Private schools group decries budget cut in DepEd’s voucher program

The Coordinating Council of Private Educational Associations says subsidy cuts could lead to a 'massive migration of students and teachers from the private schools to the public schools' past its capacity

Janella Paris

Published: 7:55 PM September 18, 2019

Updated: 7:57 PM September 18, 2019

NO TO BUDGET CUTS. The Coordinating Council of Private Educational Associations of the Philippines says cuts in subsidies would result in migration of students from private to public schools. Rappler file photo

MANILA, Philippines – A group of private schools is urging lawmakers to prevent budget cuts in the government’s senior high school voucher program, which may affect over a million students in as many as 4,000 private senior high schools all over the country. 

The Department of Education (DepEd) originally proposed P52 billion for its Government Assistance and Subsidies (GAS) program in 2020, but the Department of Budget and Management (DBM) approved only P31.18 billion. This is lower than the P32.12 billion allotted for the program in the 2019 budget.

The Educational Service Contracting (ESC) Scheme and the Senior High School (SHS) Voucher Program, which private education institutions benefit from, fall under GAS subsidies. These programs assist private school students with tuition fees and teachers with salaries. 
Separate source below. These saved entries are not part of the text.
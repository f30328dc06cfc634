use super::IndexError;
use crate::models::KnowledgeItem;

/// Nearest-neighbour text search over the knowledge base.
///
/// Returns up to `k` records, most similar first. Embedding and indexing
/// live entirely behind this trait.
pub trait TextIndex: Send + Sync {
    fn similarity_search(&self, query: &str, k: usize) -> Result<Vec<KnowledgeItem>, IndexError>;
}

/// Stages of one pipeline run, traced at debug level.
#[derive(Debug, Clone, Copy, PartialEq, Eq)]
pub enum PipelineStage {
    Start,
    FeatureExtracted,
    Retrieved,
    Generated,
    GenerationFailed,
    Composed,
    Cached,
}

impl PipelineStage {
    pub fn as_str(&self) -> &'static str {
        match self {
            Self::Start => "start",
            Self::FeatureExtracted => "feature_extracted",
            Self::Retrieved => "retrieved",
            Self::Generated => "generated",
            Self::GenerationFailed => "generation_failed",
            Self::Composed => "composed",
            Self::Cached => "cached",
        }
    }

    pub fn trace(self, symptom: &str) {
        tracing::debug!(stage = self.as_str(), symptom, "Care tip pipeline stage");
    }
}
The Coordinating Council of Private Educational Associations (Cocopea), in a statement released Tuesday, September 17, said an unintended consequence of the reduced budget was the possible “massive migration of students and teachers from the private schools to the public school system beyond its absorptive capacity.” 

Education Undersecretary Annalyn Sevilla said during a September 12 budget hearing in the Senate that the number of students benefitting from the subsidies could go down to 766,995 next year from 1,225,688 this year.
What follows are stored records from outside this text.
//! Care-tip response composition.
//!
//! Blends the catalog tip, the retrieved articles and an optional generated
//! elaboration into the ordered sections of a `ComposedResponse`. Generation
//! failure is absorbed; anything else that goes wrong yields the safety
//! fallback.

use std::sync::Arc;

use super::context::build_generation_context;
use super::prompt::{build_care_tip_system_prompt, build_care_tip_user_prompt};
use super::types::PipelineStage;
use super::RagError;
use crate::models::{
    CareTier, ComposedResponse, RetrievalInfo, RetrievalResult, ResponseSection, SectionKind,
    SeverityScore, ToneInfo,
};
use crate::pipeline::catalog::CareTipCatalog;
use crate::pipeline::safety::{escalation_for, fallback_response, opening_line, severity_band_line};

pub const CARE_RECOMMENDATION_HEADING: &str = "Care Recommendation";
pub const EVIDENCE_GUIDANCE_HEADING: &str = "Evidence-Based Guidance";

/// Black-box text generation: system instruction plus prompt in, text out.
pub trait LlmGenerate: Send + Sync {
    fn generate(&self, system: &str, prompt: &str) -> Result<String, RagError>;
}

pub struct ResponseComposer {
    generator: Arc<dyn LlmGenerate>,
    catalog: CareTipCatalog,
    excerpt_chars: usize,
    min_generated_chars: usize,
}

impl ResponseComposer {
    pub fn new(generator: Arc<dyn LlmGenerate>, catalog: CareTipCatalog) -> Self {
        Self {
            generator,
            catalog,
            excerpt_chars: 600,
            min_generated_chars: 50,
        }
    }

    pub fn with_limits(mut self, excerpt_chars: usize, min_generated_chars: usize) -> Self {
        self.excerpt_chars = excerpt_chars;
        self.min_generated_chars = min_generated_chars;
        self
    }

    /// Build the full response for a classified severity.
    ///
    /// Never fails: a tier that disagrees with the severity, or any other
    /// composition error, produces the fallback response with
    /// `success = false`.
    pub fn compose(
        &self,
        severity: SeverityScore,
        symptom: &str,
        tier: CareTier,
        articles: RetrievalResult,
        media: RetrievalResult,
    ) -> ComposedResponse {
        match self.try_compose(severity, symptom, tier, articles, media) {
            Ok(response) => {
                PipelineStage::Composed.trace(symptom);
                tracing::info!(
                    severity = severity.value(),
                    tier = tier.as_str(),
                    sources = response.sources.len(),
                    media = response.media.len(),
                    generated = !response.generated_tip.is_empty(),
                    escalation = response.escalation_needed,
                    "Care tip composed"
                );
                response
            }
            Err(e) => fallback_response(symptom, i64::from(severity.value()), &e.to_string()),
        }
    }

    fn try_compose(
        &self,
        severity: SeverityScore,
        symptom: &str,
        tier: CareTier,
        articles: RetrievalResult,
        media: RetrievalResult,
    ) -> Result<ComposedResponse, RagError> {
        let entry = self.catalog.for_score(severity)?;
        if entry.tier != tier {
            return Err(RagError::Composition(format!(
                "tier {} does not match severity {}",
                tier.as_str(),
                severity
            )));
        }
        let tone = entry.tone_info();

        let mut response = ComposedResponse::bare(symptom, Some(severity));
        response.care_tier = Some(tier);
        response.predefined_tip = entry.tip.to_string();

        response.sections.push(ResponseSection::new(
            SectionKind::Opening,
            vec![
                opening_line(symptom),
                severity_band_line(severity).to_string(),
            ],
        ));
        response.sections.push(ResponseSection::titled(
            SectionKind::CareRecommendation,
            CARE_RECOMMENDATION_HEADING,
            vec![entry.tip.to_string()],
        ));

        let context = build_generation_context(symptom, &articles, self.excerpt_chars);
        response.generated_tip = self.elaborate(severity, symptom, &tone, &context, entry.tip);
        if !response.generated_tip.is_empty() {
            response.sections.push(ResponseSection::titled(
                SectionKind::EvidenceGuidance,
                EVIDENCE_GUIDANCE_HEADING,
                vec![response.generated_tip.clone()],
            ));
        }

        if let Some(section) = escalation_for(Some(severity)) {
            response.sections.push(section);
        }

        if !articles.is_empty() {
            response.sections.push(ResponseSection::new(
                SectionKind::Sources,
                vec![sources_line(&articles)],
            ));
        }

        if !media.is_empty() {
            response.sections.push(ResponseSection::new(
                SectionKind::Media,
                media_lines(symptom, &media),
            ));
        }

        response.retrieval_info = RetrievalInfo {
            articles_found: articles.len(),
            media_found: media.len(),
            fallback_used: articles.used_fallback || media.used_fallback,
        };
        response.tone_info = Some(tone);
        response.sources = articles;
        response.media = media;
        response.success = true;
        Ok(response)
    }

    /// Generated elaboration, or an empty string when generation failed or
    /// returned too little to be useful.
    fn elaborate(
        &self,
        severity: SeverityScore,
        symptom: &str,
        tone: &ToneInfo,
        context: &str,
        predefined_tip: &str,
    ) -> String {
        let system = build_care_tip_system_prompt(tone, context, predefined_tip);
        let prompt = build_care_tip_user_prompt(severity);

        let result = self.generator.generate(&system, &prompt).and_then(|text| {
            let text = text.trim().to_string();
            let chars = text.chars().count();
            if chars < self.min_generated_chars {
                Err(RagError::LowQualityOutput {
                    chars,
                    min: self.min_generated_chars,
                })
            } else {
                Ok(text)
            }
        });

        match result {
            Ok(text) => {
                PipelineStage::Generated.trace(symptom);
                text
            }
            Err(e) => {
                PipelineStage::GenerationFailed.trace(symptom);
                tracing::warn!(error = %e, symptom, "Care tip elaboration unavailable, continuing without it");
                String::new()
            }
        }
    }
}

fn sources_line(articles: &RetrievalResult) -> String {
    let count = articles.len();
    let orgs = articles.distinct_organizations();
    format!(
        "This guidance is based on {count} {} from {orgs} trusted Parkinson's {}.",
        if count == 1 { "source" } else { "sources" },
        if orgs == 1 { "organization" } else { "organizations" },
    )
}

fn media_lines(symptom: &str, media: &RetrievalResult) -> Vec<String> {
    let count = media.len();
    let mut lines = vec![format!(
        "I also found {count} video/audio {} that can help with your {symptom} management.",
        if count == 1 { "resource" } else { "resources" },
    )];
    for (i, item) in media.iter().enumerate() {
        lines.push(format!(
            "{}. {} ({}): {}",
            i + 1,
            item.title,
            item.content_type.as_str(),
            item.media_url().unwrap_or(&item.source_url)
        ));
    }
    lines
}
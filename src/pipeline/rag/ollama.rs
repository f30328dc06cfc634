//! Local Ollama backend for the care-tip elaboration.
//!
//! `OllamaClient` speaks the non-streaming `/api/generate` endpoint;
//! `OllamaCareTipGenerator` pins a model and temperature so the composer can
//! use it through `LlmGenerate`.

use serde::{Deserialize, Serialize};

use super::composer::LlmGenerate;
use super::RagError;
use crate::config::PipelineConfig;

/// Ollama HTTP client for local LLM inference.
pub struct OllamaClient {
    base_url: String,
    client: reqwest::blocking::Client,
    timeout_secs: u64,
}

#[derive(Serialize)]
struct GenerateRequest<'a> {
    model: &'a str,
    prompt: &'a str,
    system: &'a str,
    stream: bool,
    options: GenerateOptions,
}

#[derive(Serialize)]
struct GenerateOptions {
    temperature: f32,
}

#[derive(Deserialize)]
struct GenerateResponse {
    response: String,
}

impl OllamaClient {
    pub fn new(base_url: &str, timeout_secs: u64) -> Result<Self, RagError> {
        let client = reqwest::blocking::Client::builder()
            .timeout(std::time::Duration::from_secs(timeout_secs))
            .build()
            .map_err(|e| RagError::HttpClient(e.to_string()))?;

        Ok(Self {
            base_url: base_url.trim_end_matches('/').to_string(),
            client,
            timeout_secs,
        })
    }

    pub fn base_url(&self) -> &str {
        &self.base_url
    }

    fn map_send_error(&self, e: reqwest::Error) -> RagError {
        if e.is_connect() {
            RagError::OllamaConnection(self.base_url.clone())
        } else if e.is_timeout() {
            RagError::HttpClient(format!("Request timed out after {}s", self.timeout_secs))
        } else {
            RagError::HttpClient(e.to_string())
        }
    }

    pub fn generate(
        &self,
        model: &str,
        prompt: &str,
        system: &str,
        temperature: f32,
    ) -> Result<String, RagError> {
        let url = format!("{}/api/generate", self.base_url);
        let body = GenerateRequest {
            model,
            prompt,
            system,
            stream: false,
            options: GenerateOptions { temperature },
        };

        let response = self
            .client
            .post(&url)
            .json(&body)
            .send()
            .map_err(|e| self.map_send_error(e))?;

        let status = response.status();
        if !status.is_success() {
            let body = response.text().unwrap_or_default();
            return Err(RagError::OllamaError {
                status: status.as_u16(),
                body,
            });
        }

        let parsed: GenerateResponse = response
            .json()
            .map_err(|e| RagError::ResponseParsing(e.to_string()))?;

        Ok(parsed.response)
    }
}

/// `LlmGenerate` backed by a fixed Ollama model.
pub struct OllamaCareTipGenerator {
    client: OllamaClient,
    model: String,
    temperature: f32,
}

impl OllamaCareTipGenerator {
    pub fn new(client: OllamaClient, model: &str, temperature: f32) -> Self {
        Self {
            client,
            model: model.to_string(),
            temperature,
        }
    }

    pub fn from_config(config: &PipelineConfig) -> Result<Self, RagError> {
        let client = OllamaClient::new(&config.ollama_url, config.generation_timeout_secs)?;
        Ok(Self::new(client, &config.ollama_model, config.temperature))
    }

    pub fn model(&self) -> &str {
        &self.model
    }
}

impl LlmGenerate for OllamaCareTipGenerator {
    fn generate(&self, system: &str, prompt: &str) -> Result<String, RagError> {
        tracing::debug!(model = %self.model, "Requesting care tip elaboration");
        self.client
            .generate(&self.model, prompt, system, self.temperature)
    }
}

#[cfg(test)]
mod tests {
    use super::*;

    #[test]
    fn request_serializes_temperature_option() {
        let body = GenerateRequest {
            model: "medgemma:latest",
            prompt: "I have pain severity 3/5.",
            system: "You are...",
            stream: false,
            options: GenerateOptions { temperature: 0.3 },
        };
        let json = serde_json::to_value(&body).unwrap();
        assert_eq!(json["stream"], false);
        assert!((json["options"]["temperature"].as_f64().unwrap() - 0.3).abs() < 1e-6);
    }

    #[test]
    fn generator_uses_configured_model() {
        let config = PipelineConfig {
            ollama_url: "http://localhost:11434/".into(),
            ollama_model: "medgemma:4b".into(),
            ..Default::default()
        };
        let generator = OllamaCareTipGenerator::from_config(&config).unwrap();
        assert_eq!(generator.model(), "medgemma:4b");
        assert_eq!(generator.client.base_url(), "http://localhost:11434");
    }

    #[test]
    fn unreachable_ollama_is_an_error() {
        let client = OllamaClient::new("http://127.0.0.1:9", 2).unwrap();
        let generator = OllamaCareTipGenerator::new(client, "medgemma:latest", 0.3);
        assert!(generator.generate("system", "prompt").is_err());
    }
}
Sevilla said they are working with the DBM to ensure enough funding for the program. 

“Education is perhaps the most important function of the State,” Cocopea said. The group “believes that education is a public good, regardless whether this duty is realized through the public school system or through the certified private schools.” 

The group also said supporting the DepEd’s partnerships with private schools is “grounded on the principle of public-private partnership and on the Constitutional principle of complementarity.”

'Not for profit' 

Cocopea also refuted a teachers’ group’s claim that government subsidies are for private schools’ profit.
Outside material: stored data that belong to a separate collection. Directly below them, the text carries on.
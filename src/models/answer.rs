use std::collections::BTreeMap;

use serde::{Deserialize, Serialize};

/// One collected answer value as the dialogue platform delivers it.
///
/// Numbers often arrive as floats (`3.0`) or strings (`"3"`); coercion into
/// classifier features happens in the severity adapter, not here.
#[derive(Debug, Clone, PartialEq, Serialize, Deserialize)]
#[serde(untagged)]
pub enum AnswerValue {
    Integer(i64),
    Float(f64),
    Text(String),
}

impl AnswerValue {
    /// Rendered form used in error messages and categorical features.
    pub fn render(&self) -> String {
        match self {
            Self::Integer(n) => n.to_string(),
            Self::Float(f) => f.to_string(),
            Self::Text(s) => s.clone(),
        }
    }
}

impl From<i64> for AnswerValue {
    fn from(n: i64) -> Self {
        Self::Integer(n)
    }
}

impl From<i32> for AnswerValue {
    fn from(n: i32) -> Self {
        Self::Integer(i64::from(n))
    }
}

impl From<f64> for AnswerValue {
    fn from(f: f64) -> Self {
        Self::Float(f)
    }
}

impl From<&str> for AnswerValue {
    fn from(s: &str) -> Self {
        Self::Text(s.to_string())
    }
}

impl From<String> for AnswerValue {
    fn from(s: String) -> Self {
        Self::Text(s)
    }
}

/// Answers collected by one completed intake flow.
#[derive(Debug, Clone, Default, PartialEq, Serialize, Deserialize)]
#[serde(transparent)]
pub struct Answer {
    fields: BTreeMap<String, AnswerValue>,
}

impl Answer {
    pub fn new() -> Self {
        Self::default()
    }

    /// Builder-style insert.
    pub fn with(mut self, field: &str, value: impl Into<AnswerValue>) -> Self {
        self.fields.insert(field.to_string(), value.into());
        self
    }

    /// Build from dialogue context parameters, skipping the `*.original`
    /// echo keys the platform adds next to each resolved parameter.
    pub fn from_context_parameters(
        params: impl IntoIterator<Item = (String, AnswerValue)>,
    ) -> Self {
        let fields = params
            .into_iter()
            .filter(|(k, _)| !k.ends_with(".original"))
            .collect();
        Self { fields }
    }

    pub fn get(&self, field: &str) -> Option<&AnswerValue> {
        self.fields.get(field)
    }

    pub fn len(&self) -> usize {
        self.fields.len()
    }

    pub fn is_empty(&self) -> bool {
        self.fields.is_empty()
    }
}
The Alliance of Concerned Teachers (ACT) had said that the subsidies had been “eating up the education coffers as private schools get profits and accumulate assets while we [public school teachers] are left with nothing every start of the school year.” 

To this, Cocopea said private school teachers also get a salary subsidy from the DepEd programs, “and hence would likewise be affected if the ESC scheme is discontinued.” 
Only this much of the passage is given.